Existo para inquirir
O nojo, o horror da vida, a cruz
Do medo
Da fome.
Escrever é baixar o pano?
03)-Violões
Invejo quem toca violão
Violão é o céu plangente
Na ponta dos dedos, na palma da mão
Como um corpo de mulher estridente
Em que você pratica a levitação
E gera música, harmonia, gente
Orquestrando a alma-nau da afinação.
04)-UTOPIA
detesto silêncio quando estou existindo
quando foi mesmo que existi?
detesto barulho quando estou escrevendo
que lugar me fujo no criar?
detesto existir quando escrevo poemas
que lugar me sou a fazer versos?
sou nada e tudo - qualquer parte
ESCREVENDO PARA FUGIR DE ME SER
05)-Guerra & Paz
Trabalho numa biblioteca pública
De vez em quando os personagens
Dos clássicos vêm conversar comigo
É nessas horas que me enlivro.
06)-Labore
Tentei esquecer
Tudo o que a vida me fez sofrer
Mas como eu escreveria
Poesia
Sem o laboratório de me ser?
07)-Oito Quedas
hoje eu acordei
meio foz do iguaçu
ouvindo blues
desaguando poemas
O buraco das Sete Quedas é mais embaixo
08)-Laranja
botaram o ceguinho pra vender laranjas
no farol da Paulista com a Consolação
o pobre vendeu todas as frutazinhas
mas não viu nenhum tostão
09)-Furta-Cor
A
Solidão
Me
Protege
10)-Autoridade Civil
E SE A POLICIA TAMBÉM FOSSE PRESA UM DIA
POR DESACATO AO EXERCICIO DE CIDADANIA?
11)-O Papagaio e a Pia
gota a gota a torneira pinga e chia
na pia da cozinha
o papagaio da casa vizinha
olha escuta aprende e espia
quando finalmente consertaram a pia
o papagaio já decora
e pia como uma pia marmórea
na sua entoação sonora
pior do que uma pia alada
seria uma torneira
pois fica chato na casa fechada
um papagaio imitando
uma gota vazada
12)-NEOLIBERALISMO (Cínico Estado Mínimo)
não há vagas
não há vagas
não há vagas
(Aceitamos Escravos)
13)-Mariposa
a mariposa suicida
na lâmpada apagada
espera amanhecer a noite
14)-Genuflexório
Minha mãe
Tirava lágrimas
Dos joelhos
15)-Xerox Quebrada
tenho tantas histórias pra contar
tenho tantas histórias pra contar
tenho tantas histórias pra contar
16)-IDIOTAS
Precisamos de idiotas
Para arredondar
A idéia da banalidade
Bipolar
E ainda há gente vulgar
Que acredita em genialidade
A morte é o atestado jugular
De nossa finita imbecilidade
Dá pra acreditar?
17)-Poema do Cego Pulando Amarelinha
O cego pulando amarelinha
Toma o anjo pela mão
Você só vê o gesto táctil do cego não
Vê jamais o anjo na sua condução
Em cada estágio de saltar sem pisar na linha.
O cego pulando amarelinha
Parece flutuar num balé
E sonda-o a rua de Itararé inteirinha
Perguntando o que nele enseja tanta fé
Céu e inferno; o cego parece que advinha...
O cego e a sua amarelinha
Parece um milagre até
Toma-o pela mão o anjo; o cego se aninha
E pula e salta e vence e acerta o pé
Talvez porque céu ou inferno só dentro da gente é.
18)-Pirilâmpado
“Ninguém pode pensar, sentir ou agir
Senão a partir da própria alienação...”
R. D. Laing
Se quero sobreviver preciso esquecer que meu corpo é uma carcaça.

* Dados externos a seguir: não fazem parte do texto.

use serde::{Deserialize, Serialize};
use std::sync::Arc;

use super::cond::Cond;
use crate::catalog::EntityModel;

/// How a table is attached to the tables added before it.
#[derive(Debug, Clone, Copy, PartialEq, Eq, Default, Serialize, Deserialize)]
#[serde(rename_all = "lowercase")]
pub enum JoinKind {
    /// Inner join.
    #[default]
    Strict,
    /// Left outer join; the new table is the nullable side.
    Loose,
    /// No join condition (cartesian product).
    None,
}

/// One join edge into a table: `source_alias.source_fields = alias.target_fields`.
#[derive(Debug, Clone, PartialEq)]
pub struct JoinedLink {
    pub link_name: String,
    pub source_entity: String,
    pub source_alias: String,
    pub source_fields: Vec<String>,
    pub target_fields: Vec<String>,
}

/// An entity bound to an alias within a query.
#[derive(Debug, Clone)]
pub struct Table {
    pub alias: String,
    pub model: Arc<EntityModel>,
    pub join_kind: JoinKind,
    pub links: Vec<JoinedLink>,
    /// Extra predicates added to the join of this table.
    pub join_conds: Vec<Cond>,
}

impl Table {
    pub fn new(alias: impl Into<String>, model: Arc<EntityModel>, join_kind: JoinKind) -> Self {
        Self {
            alias: alias.into(),
            model,
            join_kind,
            links: Vec::new(),
            join_conds: Vec::new(),
        }
    }

    pub fn entity(&self) -> &str {
        &self.model.name
    }

    pub fn is_outer(&self) -> bool {
        self.join_kind == JoinKind::Loose
    }

    pub fn has_link(&self, link_name: &str, source_alias: &str) -> bool {
        self.links
            .iter()
            .any(|l| l.link_name == link_name && l.source_alias == source_alias)
    }

    /// Joined to the previous tables by a key or an extra predicate.
    pub fn has_join_condition(&self) -> bool {
        !self.links.is_empty() || !self.join_conds.is_empty()
    }
}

Uso as palavras para recompor minha vida exangue.
Tento compreender o absurdo da existencialização.
Prezo a morte e leio escombros na angústia-vívere.

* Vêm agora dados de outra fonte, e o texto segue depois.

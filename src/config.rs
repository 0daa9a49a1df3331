use serde::{Deserialize, Serialize};
use std::collections::HashMap;
use std::env;
use std::sync::Arc;
use thiserror::Error;
use validator::{Validate, ValidationError};

use crate::catalog::{ConfiguredSchemas, MetadataProvider};
use crate::compiler::SqlCompiler;
use crate::dialect::{self, DialectError, DialectKind};
use crate::query::{DbQuery, QueryError, QuerySpec};

/// Configuration errors
#[derive(Error, Debug)]
pub enum ConfigError {
    #[error("Environment variable error: {0}")]
    EnvVar(#[from] std::env::VarError),

    #[error("Parse error for {field}: {value} - {source}")]
    Parse {
        field: String,
        value: String,
        source: Box<dyn std::error::Error + Send + Sync>,
    },

    #[error("Validation error: {0}")]
    Validation(#[from] validator::ValidationErrors),

    #[error("Dialect error: {0}")]
    Dialect(#[from] DialectError),
}

/// Compiler configuration with validation
#[derive(Clone, Debug, Validate, Serialize, Deserialize)]
#[serde(default)]
pub struct CompilerConfig {
    /// SQL dialect; the process-wide dialect is used when unset
    pub dialect: Option<DialectKind>,

    /// Schema qualifying tables whose schema id has no entry in `schemas`
    pub default_schema: Option<String>,

    /// Physical schema name per logical schema id
    #[validate(custom(function = "validate_schemas"))]
    pub schemas: HashMap<String, String>,

    /// Identifier length limit of the target database (aliases are bounded to 30)
    #[validate(range(
        min = 18,
        max = 128,
        message = "Max identifier length must be between 18 and 128"
    ))]
    pub max_identifier_len: u32,

    /// Whether text comparisons ignore case
    pub case_insensitive_search: bool,

    /// Whether an ambiguous automatic join is an error instead of a warning
    pub strict_join_resolution: bool,

    /// Whether unreferenced LEFT-joined tables are left out of FROM
    pub prune_outer_joins: bool,
}

impl Default for CompilerConfig {
    fn default() -> Self {
        Self {
            dialect: None,
            default_schema: None,
            schemas: HashMap::new(),
            max_identifier_len: 30,
            case_insensitive_search: true,
            strict_join_resolution: false,
            prune_outer_joins: false,
        }
    }
}

impl CompilerConfig {
    /// Create configuration from environment variables (and `.env`) with validation
    pub fn from_env() -> Result<Self, ConfigError> {
        dotenvy::dotenv().ok();

        let dialect = match env::var("DBQUERY_DIALECT") {
            Ok(name) if !name.trim().is_empty() => {
                let kind = name.parse::<DialectKind>().map_err(|e| ConfigError::Parse {
                    field: "DBQUERY_DIALECT".to_string(),
                    value: name.clone(),
                    source: Box::new(e),
                })?;
                Some(kind)
            }
            _ => None,
        };

        let config = Self {
            dialect,
            default_schema: env::var("DBQUERY_DEFAULT_SCHEMA").ok().filter(|s| !s.is_empty()),
            schemas: parse_schema_list(&env::var("DBQUERY_SCHEMAS").unwrap_or_default())?,
            max_identifier_len: parse_env_var("DBQUERY_MAX_IDENTIFIER_LEN", "30")?,
            case_insensitive_search: parse_env_var("DBQUERY_CASE_INSENSITIVE", "true")?,
            strict_join_resolution: parse_env_var("DBQUERY_STRICT_JOINS", "false")?,
            prune_outer_joins: parse_env_var("DBQUERY_PRUNE_OUTER_JOINS", "false")?,
        };

        config.validate()?;
        Ok(config)
    }

    /// Create configuration from CLI arguments with validation
    pub fn from_cli(cli: CliConfig) -> Result<Self, ConfigError> {
        let config = Self {
            dialect: cli.dialect,
            default_schema: cli.default_schema,
            schemas: cli.schemas,
            max_identifier_len: 30,
            case_insensitive_search: !cli.case_sensitive,
            strict_join_resolution: cli.strict_joins,
            prune_outer_joins: cli.prune_outer_joins,
        };

        config.validate()?;
        Ok(config)
    }

    /// Create configuration from YAML file
    pub fn from_yaml_file<P: AsRef<std::path::Path>>(path: P) -> Result<Self, ConfigError> {
        let content = std::fs::read_to_string(path).map_err(|e| ConfigError::Parse {
            field: "yaml_file".to_string(),
            value: "file read failed".to_string(),
            source: Box::new(e),
        })?;

        let config: Self = serde_yaml::from_str(&content).map_err(|e| ConfigError::Parse {
            field: "yaml_content".to_string(),
            value: content,
            source: Box::new(e),
        })?;

        config.validate()?;
        Ok(config)
    }

    /// Merge with another configuration (CLI overrides environment).
    /// Unset options of `other` keep the current value.
    pub fn merge(&mut self, other: Self) {
        if other.dialect.is_some() {
            self.dialect = other.dialect;
        }
        if other.default_schema.is_some() {
            self.default_schema = other.default_schema;
        }
        self.schemas.extend(other.schemas);
        self.max_identifier_len = other.max_identifier_len;
        self.case_insensitive_search = other.case_insensitive_search;
        self.strict_join_resolution = other.strict_join_resolution;
        self.prune_outer_joins = other.prune_outer_joins;
    }

    pub fn schema_resolver(&self) -> ConfiguredSchemas {
        self.schemas.iter().fold(
            ConfiguredSchemas::new(self.default_schema.clone()),
            |schemas, (id, name)| schemas.with_schema(id.clone(), name.clone()),
        )
    }

    /// Compiler for the configured dialect, falling back to the process dialect.
    pub fn build_compiler(&self) -> Result<SqlCompiler, ConfigError> {
        let kind = match self.dialect {
            Some(kind) => kind,
            None => dialect::process_dialect()?,
        };
        Ok(SqlCompiler::new(kind)
            .with_schemas(Arc::new(self.schema_resolver()))
            .with_outer_join_pruning(self.prune_outer_joins))
    }

    /// Apply the query-level options to a query. Joins already added keep the
    /// link they were resolved with; use [`CompilerConfig::build_query`] to
    /// resolve every join under this configuration.
    pub fn apply_to(&self, query: &mut DbQuery) {
        query
            .set_case_insensitive(self.case_insensitive_search)
            .set_strict_joins(self.strict_join_resolution);
    }

    /// Build a query definition with the query-level options in effect.
    pub fn build_query(
        &self,
        spec: &QuerySpec,
        provider: Arc<dyn MetadataProvider>,
    ) -> Result<DbQuery, QueryError> {
        spec.build_configured(provider, |query| self.apply_to(query))
    }
}

/// CLI configuration (parsed from command line arguments)
#[derive(Clone, Debug, Default)]
pub struct CliConfig {
    pub dialect: Option<DialectKind>,
    pub default_schema: Option<String>,
    pub schemas: HashMap<String, String>,
    pub case_sensitive: bool,
    pub strict_joins: bool,
    pub prune_outer_joins: bool,
}

fn validate_schemas(schemas: &HashMap<String, String>) -> Result<(), ValidationError> {
    if schemas.iter().any(|(id, name)| id.trim().is_empty() || name.trim().is_empty()) {
        let mut error = ValidationError::new("empty_schema");
        error.message = Some("Schema ids and names cannot be empty".into());
        return Err(error);
    }
    Ok(())
}

/// Parse `id=NAME,id2=NAME2` schema mappings
pub fn parse_schema_list(value: &str) -> Result<HashMap<String, String>, ConfigError> {
    let mut schemas = HashMap::new();
    for entry in value.split(',').map(str::trim).filter(|e| !e.is_empty()) {
        let (id, name) = entry.split_once('=').ok_or_else(|| ConfigError::Parse {
            field: "schemas".to_string(),
            value: entry.to_string(),
            source: "expected <id>=<schema>".into(),
        })?;
        schemas.insert(id.trim().to_string(), name.trim().to_string());
    }
    Ok(schemas)
}

/// Parse an environment variable with a default value
fn parse_env_var<T: std::str::FromStr>(key: &str, default: &str) -> Result<T, ConfigError>
where
    T::Err: std::error::Error + Send + Sync + 'static,
{
    let value = env::var(key).unwrap_or_else(|_| default.to_string());
    value.parse().map_err(|e| ConfigError::Parse {
        field: key.to_string(),
        value,
        source: Box::new(e),
    })
}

Tenho em mim a decadência-preço de Existir.
Não fui aparelhado espiritualmente para suportar a vida.
Minha infância pobre é o mundo que trago às costas como uma lesma com carcova.
Sou um renunciante à vida que respira a tristeza no caos.
Amo os silêncios porque deles tiro filés de santas palavras.
Caibo em despertencimentos, desabandonos e desespelhos com a consciência saturada.
Minha palavra é a minha voz como o estertor de um vagido.
Existir dói e faço doer os engenhos e açudes das palavras.
Uso as esporas das palavras em verso e prosa para refazer a vida que me deram como uma sentença-castigo.
Se eu escrever ansiedades perdoem o inexato corte de pelica da dor em mim lavrada.
Não tenho fórmulas para escapar ileso e não estou impune.
Sou um bebedor e comedor de verbos feito um Pirilâmpado.
Dou ciência de mim aos efêmeros insensíveis como potes de vísceras.
Não me leiam se não querem se assustar de serem a si mesmos revelados como carcaças em espelhos turvos.
Sou por acaso aqui e ali uma espécie de rebrilux. Os gemidos de noiteadeiro falam por mim, me descrevem.
Palavras me são remédios. Correm no meu sangue. Regurgito.
Como se adubos de palavras em ordinárias bateias de granizo.
Sou inventariante de angústias humanas, escondo-me em bibliotecas
E bebo de lanhos de meu próprio sangue letral
Envenenando-me da dura e triste carcaça Sobrevivencial.
19)-Tintas (Água, Sal e Muro)
Um índio pode deixar suas terras muito além das montanhas e florestas
Passar por divisas, armadilhas - entrar em grandes metrópoles urbanas tristes
Mas, ainda dentro de um shopping, no meio de uma praça pública ou túnel
Um índio será sempre um índio
(Tenho sangue índio, negro e judeu em mim)
Um negro pode ter deixado a sua aldeia numa distante savana da África-Mãe
Passar por moendas, engenhos, bandas de blues ou resistências espirituais
Mas, ainda dentro de uma catedral, no meio de anjonautas ou solitário
Um negro será sempre um negro
(Tenho sangue índio, negro e judeu em mim)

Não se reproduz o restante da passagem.